TASK DESCRIPTION:
Reproduce the entries below exactly, but only from the line containing "let mut group" to the line containing "for &voices in", inclusive.

INPUT FOR THIS TASK:
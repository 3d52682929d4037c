/// Sounds a voice may be asked to play.
///
/// The set is closed: voices check acceptance with a `match`, not a runtime
/// type test.
#[derive(Debug, Clone, Copy, PartialEq, Eq, Default)]
pub enum Sound {
    /// Live granular playback from the shared recorder. Applies to every note
    /// on every MIDI channel.
    #[default]
    Granular,
}

impl Sound {
    pub fn applies_to_note(&self, _note: u8) -> bool {
        match self {
            Sound::Granular => true,
        }
    }

    pub fn applies_to_channel(&self, _channel: u8) -> bool {
        match self {
            Sound::Granular => true,
        }
    }
}
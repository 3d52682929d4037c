//! Benchmarks for voice pools at different polyphony.

use std::hint::black_box;

use criterion::{BenchmarkId, Criterion};
use saavy_grain::{
    dsp::{EnvelopeParams, RingRecorder},
    synth::{RatePolicy, Sound, VoicePool},
};

use crate::BLOCK_SIZES;

const POLYPHONY: &[usize] = &[1, 4, 16];

pub fn bench_voices(c: &mut Criterion) {
    let mut group = c.benchmark_group("scenarios/voices");
    let sample_rate = 48_000.0;

    let mut rec = RingRecorder::new(48_000);
    rec.configure(2, sample_rate, 48_000).unwrap();
    let noise: Vec<f32> = (0..48_000).map(|i| ((i * 7919) % 200) as f32 / 100.0 - 1.0).collect();
    rec.ingest(0, &noise);
    rec.ingest(1, &noise);

    for &size in BLOCK_SIZES {
        let mut out = vec![vec![0.0f32; size]; 2];

        for &voices in POLYPHONY {
            let mut pool = VoicePool::new(sample_rate, voices).unwrap();
            pool.prepare(sample_rate, size, 2).unwrap();
            pool.bind(&rec, 24_000);
            pool.set_envelope(EnvelopeParams::new(0.01, 0.0, 1.0, 0.05))
                .unwrap();
            pool.set_rate_policy(RatePolicy::KeyTracked {
                root_note: 60,
                rate_at_root: 1.0,
            })
            .unwrap();
            for note in 0..voices {
                pool.note_on(48 + note as u8 * 3, 100, &Sound::Granular);
            }

            group.bench_with_input(
                BenchmarkId::new(format!("stereo_x{voices}"), size),
                &size,
                |b, _| {
                    b.iter(|| {
                        pool.render_block(black_box(&rec), black_box(out.as_mut_slice()), &[], size);
                    })
                },
            );
        }
    }

    group.finish();
}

ANSWER:
    let mut group = c.benchmark_group("scenarios/voices");
    let sample_rate = 48_000.0;

    let mut rec = RingRecorder::new(48_000);
    rec.configure(2, sample_rate, 48_000).unwrap();
    let noise: Vec<f32> = (0..48_000).map(|i| ((i * 7919) % 200) as f32 / 100.0 - 1.0).collect();
    rec.ingest(0, &noise);
    rec.ingest(1, &noise);

    for &size in BLOCK_SIZES {
        let mut out = vec![vec![0.0f32; size]; 2];

        for &voices in POLYPHONY {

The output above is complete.